EXERCISE: Which lines below include "your"? Copy them all.

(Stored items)

[Start of section]

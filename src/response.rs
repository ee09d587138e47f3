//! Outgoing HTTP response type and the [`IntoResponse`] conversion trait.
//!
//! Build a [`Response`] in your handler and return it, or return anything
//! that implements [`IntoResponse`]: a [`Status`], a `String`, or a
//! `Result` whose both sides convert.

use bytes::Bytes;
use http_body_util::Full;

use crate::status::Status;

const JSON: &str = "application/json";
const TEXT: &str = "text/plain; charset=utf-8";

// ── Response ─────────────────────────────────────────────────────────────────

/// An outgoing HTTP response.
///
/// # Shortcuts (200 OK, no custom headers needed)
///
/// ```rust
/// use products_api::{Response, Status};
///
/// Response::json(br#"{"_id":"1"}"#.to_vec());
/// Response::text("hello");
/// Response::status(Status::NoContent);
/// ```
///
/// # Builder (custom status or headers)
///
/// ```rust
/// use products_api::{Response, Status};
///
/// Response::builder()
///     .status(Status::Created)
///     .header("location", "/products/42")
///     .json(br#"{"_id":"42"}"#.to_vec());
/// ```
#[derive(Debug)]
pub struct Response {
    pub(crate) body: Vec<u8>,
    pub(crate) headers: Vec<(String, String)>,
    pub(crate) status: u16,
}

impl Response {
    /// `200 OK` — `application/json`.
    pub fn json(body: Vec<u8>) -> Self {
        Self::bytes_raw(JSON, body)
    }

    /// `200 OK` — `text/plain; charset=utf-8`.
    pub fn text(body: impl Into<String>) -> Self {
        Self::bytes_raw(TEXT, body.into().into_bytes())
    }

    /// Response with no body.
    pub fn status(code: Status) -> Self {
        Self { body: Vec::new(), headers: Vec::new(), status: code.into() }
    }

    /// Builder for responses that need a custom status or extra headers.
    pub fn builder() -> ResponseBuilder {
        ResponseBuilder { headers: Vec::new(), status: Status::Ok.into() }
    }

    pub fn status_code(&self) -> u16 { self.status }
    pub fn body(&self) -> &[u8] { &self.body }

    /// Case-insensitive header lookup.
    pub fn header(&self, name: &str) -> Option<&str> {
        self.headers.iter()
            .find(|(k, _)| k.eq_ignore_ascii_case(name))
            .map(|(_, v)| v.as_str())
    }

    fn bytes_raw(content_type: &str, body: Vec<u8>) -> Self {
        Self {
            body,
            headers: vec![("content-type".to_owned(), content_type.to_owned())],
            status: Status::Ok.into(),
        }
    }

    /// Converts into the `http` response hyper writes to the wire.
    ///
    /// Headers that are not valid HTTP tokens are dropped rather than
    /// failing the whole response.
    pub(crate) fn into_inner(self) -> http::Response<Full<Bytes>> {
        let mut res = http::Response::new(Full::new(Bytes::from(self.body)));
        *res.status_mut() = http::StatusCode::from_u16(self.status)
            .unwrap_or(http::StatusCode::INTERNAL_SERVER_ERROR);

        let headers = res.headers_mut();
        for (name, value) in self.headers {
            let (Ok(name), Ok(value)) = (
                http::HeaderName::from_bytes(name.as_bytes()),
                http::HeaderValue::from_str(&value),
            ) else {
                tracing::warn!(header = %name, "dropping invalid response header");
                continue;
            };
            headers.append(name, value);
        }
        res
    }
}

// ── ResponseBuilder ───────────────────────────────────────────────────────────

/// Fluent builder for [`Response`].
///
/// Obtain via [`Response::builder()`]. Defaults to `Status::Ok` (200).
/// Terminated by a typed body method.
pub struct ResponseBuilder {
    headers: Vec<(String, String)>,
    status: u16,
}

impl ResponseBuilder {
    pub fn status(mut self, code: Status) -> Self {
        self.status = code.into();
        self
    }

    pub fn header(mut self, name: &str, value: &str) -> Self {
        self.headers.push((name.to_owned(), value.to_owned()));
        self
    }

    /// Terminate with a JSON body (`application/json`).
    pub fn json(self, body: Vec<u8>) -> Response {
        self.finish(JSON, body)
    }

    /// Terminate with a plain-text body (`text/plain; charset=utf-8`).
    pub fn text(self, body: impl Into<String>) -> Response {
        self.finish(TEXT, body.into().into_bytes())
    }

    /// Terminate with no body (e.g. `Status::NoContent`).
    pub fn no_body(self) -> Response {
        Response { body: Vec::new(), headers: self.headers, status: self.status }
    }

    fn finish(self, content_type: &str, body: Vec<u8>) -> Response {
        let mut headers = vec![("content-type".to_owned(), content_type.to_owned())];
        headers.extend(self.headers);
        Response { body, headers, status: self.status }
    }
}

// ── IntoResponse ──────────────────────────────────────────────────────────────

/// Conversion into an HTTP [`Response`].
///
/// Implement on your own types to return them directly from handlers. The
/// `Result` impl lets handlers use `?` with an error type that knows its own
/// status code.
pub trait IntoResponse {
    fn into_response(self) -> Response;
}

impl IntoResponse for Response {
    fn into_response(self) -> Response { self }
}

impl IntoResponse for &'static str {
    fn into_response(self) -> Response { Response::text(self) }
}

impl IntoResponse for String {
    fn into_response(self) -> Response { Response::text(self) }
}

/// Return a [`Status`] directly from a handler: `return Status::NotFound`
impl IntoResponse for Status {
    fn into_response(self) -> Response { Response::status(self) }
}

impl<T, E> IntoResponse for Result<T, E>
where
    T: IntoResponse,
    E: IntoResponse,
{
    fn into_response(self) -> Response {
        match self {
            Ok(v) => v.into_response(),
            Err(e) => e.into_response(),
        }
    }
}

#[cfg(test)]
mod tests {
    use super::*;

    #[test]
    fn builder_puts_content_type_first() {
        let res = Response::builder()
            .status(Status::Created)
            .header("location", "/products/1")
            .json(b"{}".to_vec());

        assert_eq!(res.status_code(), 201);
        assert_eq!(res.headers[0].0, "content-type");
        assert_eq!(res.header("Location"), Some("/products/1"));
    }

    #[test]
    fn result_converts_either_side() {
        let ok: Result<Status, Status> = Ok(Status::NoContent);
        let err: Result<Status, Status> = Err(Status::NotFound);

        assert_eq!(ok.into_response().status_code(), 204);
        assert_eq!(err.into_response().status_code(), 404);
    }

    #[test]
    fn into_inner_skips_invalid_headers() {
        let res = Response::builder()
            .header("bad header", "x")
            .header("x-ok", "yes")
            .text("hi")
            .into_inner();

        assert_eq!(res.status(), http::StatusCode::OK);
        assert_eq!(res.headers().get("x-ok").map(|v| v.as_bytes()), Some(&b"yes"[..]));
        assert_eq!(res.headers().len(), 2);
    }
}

[End of section]
[Start of section]

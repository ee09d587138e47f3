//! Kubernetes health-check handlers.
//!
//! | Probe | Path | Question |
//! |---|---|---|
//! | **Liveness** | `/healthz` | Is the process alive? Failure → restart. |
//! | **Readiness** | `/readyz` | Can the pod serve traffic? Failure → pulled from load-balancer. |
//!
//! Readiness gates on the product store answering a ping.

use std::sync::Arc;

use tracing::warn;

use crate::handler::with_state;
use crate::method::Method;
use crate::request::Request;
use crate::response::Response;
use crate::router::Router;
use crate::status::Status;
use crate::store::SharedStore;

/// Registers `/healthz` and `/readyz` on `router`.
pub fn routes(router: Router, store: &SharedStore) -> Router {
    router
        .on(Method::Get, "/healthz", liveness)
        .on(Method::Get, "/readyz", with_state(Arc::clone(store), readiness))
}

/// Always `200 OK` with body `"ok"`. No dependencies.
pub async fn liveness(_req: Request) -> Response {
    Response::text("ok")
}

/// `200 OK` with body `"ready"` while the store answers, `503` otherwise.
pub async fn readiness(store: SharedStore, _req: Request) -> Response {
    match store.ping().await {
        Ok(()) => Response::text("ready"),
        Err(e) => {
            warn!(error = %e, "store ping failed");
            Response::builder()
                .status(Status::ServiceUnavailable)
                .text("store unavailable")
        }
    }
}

[End of section]

WRITTEN SOLUTION:
//! Build a [`Response`] in your handler and return it, or return anything
/// Implement on your own types to return them directly from handlers. The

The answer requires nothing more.